All of the prints are lithographs or etchings. They have been produced alongside masterprintmakers including Paul Croft ARE, Chris Nurse, and Paul Trivett.


The artist draws onto stone using a grease-based medium - normally special lithographic crayons, or greasy ink known as tusche. The stone is then treated with a chemical solution that ensures the image will attract printing ink, and that blank areas repel ink and attract water. A solvent ‘fixes’ the image, and the surface is dampened with water. Oil-based ink is then applied to the stone with a roller, adhering only to the image. Finally, the stone is placed on a lithographic press and covered with damp paper and board - a pressure bar ensuring force is evenly applied across the image. The image is printed in reverse, with separate stones used for complex images of multiple colours.

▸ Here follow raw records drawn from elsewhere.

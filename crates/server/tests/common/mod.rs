//! Common test utilities for E2E testing with mocks.
//!
//! This module provides a test fixture that creates an in-process server
//! with mock workers, muxer and storage injected, so whole renders run
//! without render workers, ffmpeg or a bucket.

#![allow(dead_code)]

use std::sync::Arc;
use std::time::Duration;

use axum::body::Body;
use axum::http::{Request, StatusCode};
use axum::Router;
use http_body_util::BodyExt;
use serde_json::Value;
use tempfile::TempDir;
use tower::ServiceExt;

use chunkrender_core::{
    testing::{MockMuxer, MockWorker},
    Config, InMemoryObjectStore, RenderOrchestrator,
};
use chunkrender_server::state::AppState;

/// Re-export fixtures for test convenience
pub use chunkrender_core::testing::fixtures;

/// Test fixture for E2E testing with mock dependencies.
///
/// # Example
///
/// ```rust,ignore
/// #[tokio::test]
/// async fn test_render_submission() {
///     let fixture = TestFixture::new();
///
///     let response = fixture.post("/api/v1/renders", json!({
///         "job_type": "video",
///         "codec": "h264",
///         "total_frames": 90
///     })).await;
///
///     assert_eq!(response.status, 202);
/// }
/// ```
pub struct TestFixture {
    /// The Axum router for testing
    pub router: Router,
    /// Shared application state
    pub state: Arc<AppState>,
    /// Object store every render writes to
    pub store: Arc<InMemoryObjectStore>,
    /// Mock worker - inspect invocations
    pub worker: Arc<MockWorker>,
    /// Mock muxer - inspect combine calls
    pub muxer: Arc<MockMuxer>,
    /// Scratch directory for combine work and local output
    pub temp_dir: TempDir,
}

/// Response from a test request
#[derive(Debug)]
pub struct TestResponse {
    pub status: StatusCode,
    pub body: Value,
}

impl TestFixture {
    /// Create a new test fixture with a worker that always succeeds.
    pub fn new() -> Self {
        Self::with_worker(|worker| worker)
    }

    /// Create a test fixture whose worker is scripted by `configure`.
    pub fn with_worker(configure: impl FnOnce(MockWorker) -> MockWorker) -> Self {
        Self::build(Config::default(), configure)
    }

    /// Create a test fixture with a custom configuration.
    pub fn with_config(configure: impl FnOnce(&mut Config)) -> Self {
        let mut config = Config::default();
        configure(&mut config);
        Self::build(config, |worker| worker)
    }

    fn build(config: Config, configure: impl FnOnce(MockWorker) -> MockWorker) -> Self {
        let temp_dir = TempDir::new().expect("Failed to create temp dir");
        let store = Arc::new(InMemoryObjectStore::new());
        let worker = Arc::new(configure(MockWorker::new(store.clone())));
        let muxer = Arc::new(MockMuxer::new());

        let settings = config
            .render_settings()
            .with_scratch_root(temp_dir.path())
            .with_retry_delay_ms(0);
        let orchestrator = Arc::new(RenderOrchestrator::new(
            settings,
            worker.clone(),
            muxer.clone(),
            store.clone(),
        ));

        let state = Arc::new(AppState::new(config, orchestrator));
        let router = chunkrender_server::api::create_router(Arc::clone(&state));

        Self {
            router,
            state,
            store,
            worker,
            muxer,
            temp_dir,
        }
    }

    /// Polls a render until it leaves the running state.
    pub async fn wait_for_render(&self, id: &str) -> TestResponse {
        for _ in 0..200 {
            let response = self.get(&format!("/api/v1/renders/{}", id)).await;
            if response.body["status"] != "running" {
                return response;
            }
            tokio::time::sleep(Duration::from_millis(10)).await;
        }
        panic!("render {} did not finish in time", id);
    }

    /// Send a GET request to the test server.
    pub async fn get(&self, path: &str) -> TestResponse {
        self.request("GET", path, None).await
    }

    /// Send a POST request with JSON body.
    pub async fn post(&self, path: &str, body: Value) -> TestResponse {
        self.request("POST", path, Some(body)).await
    }

    /// Send a DELETE request.
    pub async fn delete(&self, path: &str) -> TestResponse {
        self.request("DELETE", path, None).await
    }

    /// Send a POST request with raw string body (for testing malformed JSON).
    pub async fn post_raw(&self, path: &str, body: &str) -> TestResponse {
        self.request_raw("POST", path, body, "application/json").await
    }

    /// Send a POST request with custom content type (for testing wrong content types).
    pub async fn post_with_content_type(
        &self,
        path: &str,
        body: &str,
        content_type: &str,
    ) -> TestResponse {
        self.request_raw("POST", path, body, content_type).await
    }

    /// Send a request with raw string body and custom content type.
    async fn request_raw(
        &self,
        method: &str,
        path: &str,
        body: &str,
        content_type: &str,
    ) -> TestResponse {
        let request = Request::builder()
            .method(method)
            .uri(path)
            .header("Content-Type", content_type)
            .body(Body::from(body.to_string()))
            .unwrap();

        let response = self
            .router
            .clone()
            .oneshot(request)
            .await
            .expect("Failed to send request");

        let status = response.status();
        let body_bytes = response
            .into_body()
            .collect()
            .await
            .expect("Failed to collect body")
            .to_bytes();

        let body: Value = if body_bytes.is_empty() {
            Value::Null
        } else {
            serde_json::from_slice(&body_bytes).unwrap_or(Value::Null)
        };

        TestResponse { status, body }
    }

    /// Send a request to the test server.
    async fn request(&self, method: &str, path: &str, body: Option<Value>) -> TestResponse {
        let mut request_builder = Request::builder()
            .method(method)
            .uri(path);

        let body = if let Some(json_body) = body {
            request_builder = request_builder.header("Content-Type", "application/json");
            Body::from(serde_json::to_vec(&json_body).unwrap())
        } else {
            Body::empty()
        };

        let request = request_builder.body(body).unwrap();

        let response = self
            .router
            .clone()
            .oneshot(request)
            .await
            .expect("Failed to send request");

        let status = response.status();
        let body_bytes = response
            .into_body()
            .collect()
            .await
            .expect("Failed to collect body")
            .to_bytes();

        let body: Value = if body_bytes.is_empty() {
            Value::Null
        } else {
            serde_json::from_slice(&body_bytes).unwrap_or(Value::Null)
        };

        TestResponse { status, body }
    }
}

/// Helper to assert a response has expected status.
#[macro_export]
macro_rules! assert_status {
    ($response:expr, $status:expr) => {
        assert_eq!(
            $response.status, $status,
            "Expected status {:?}, got {:?}. Body: {}",
            $status,
            $response.status,
            serde_json::to_string_pretty(&$response.body).unwrap_or_default()
        );
    };
}

/// Helper to assert a JSON path equals expected value.
#[macro_export]
macro_rules! assert_json_path {
    ($json:expr, $path:expr, $expected:expr) => {
        let actual = &$json[$path];
        assert_eq!(
            actual, &$expected,
            "Path '{}' expected {:?}, got {:?}",
            $path, $expected, actual
        );
    };
}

Lithography was first made famous by Toulouse-Lautrec in the 19th century, but has been embraced by many of the major artists of the Post-War period, including Picasso, Miró, Hockney


Using an etching needle, an artist scratches an image onto a metal plate covered with wax. This plate is then submerged in acid, which eats into the metal exposed by the scratched lines. The longer the plate is left in the acid, the deeper and darker the line will be. The plate is cleaned, inked, and cleaned again, leaving only the incised lines filled with ink. Dampened paper and a protective cloth are placed over the plate, which is squeezed through an etching press - the pressure forcing the paper into the etched lines to pick up the ink. The image is printed in reverse, and an indentation, known as the ‘plate mark’, is left by the plate’s edges. Etching has often been used to achieve extremely delicate black and white images, from the Old Master period through to modern times. Rembrandt famously used this technique to achieve atmospheric effects, and Lucian Freud, and Paula Rego continued the tradition into the 21st century.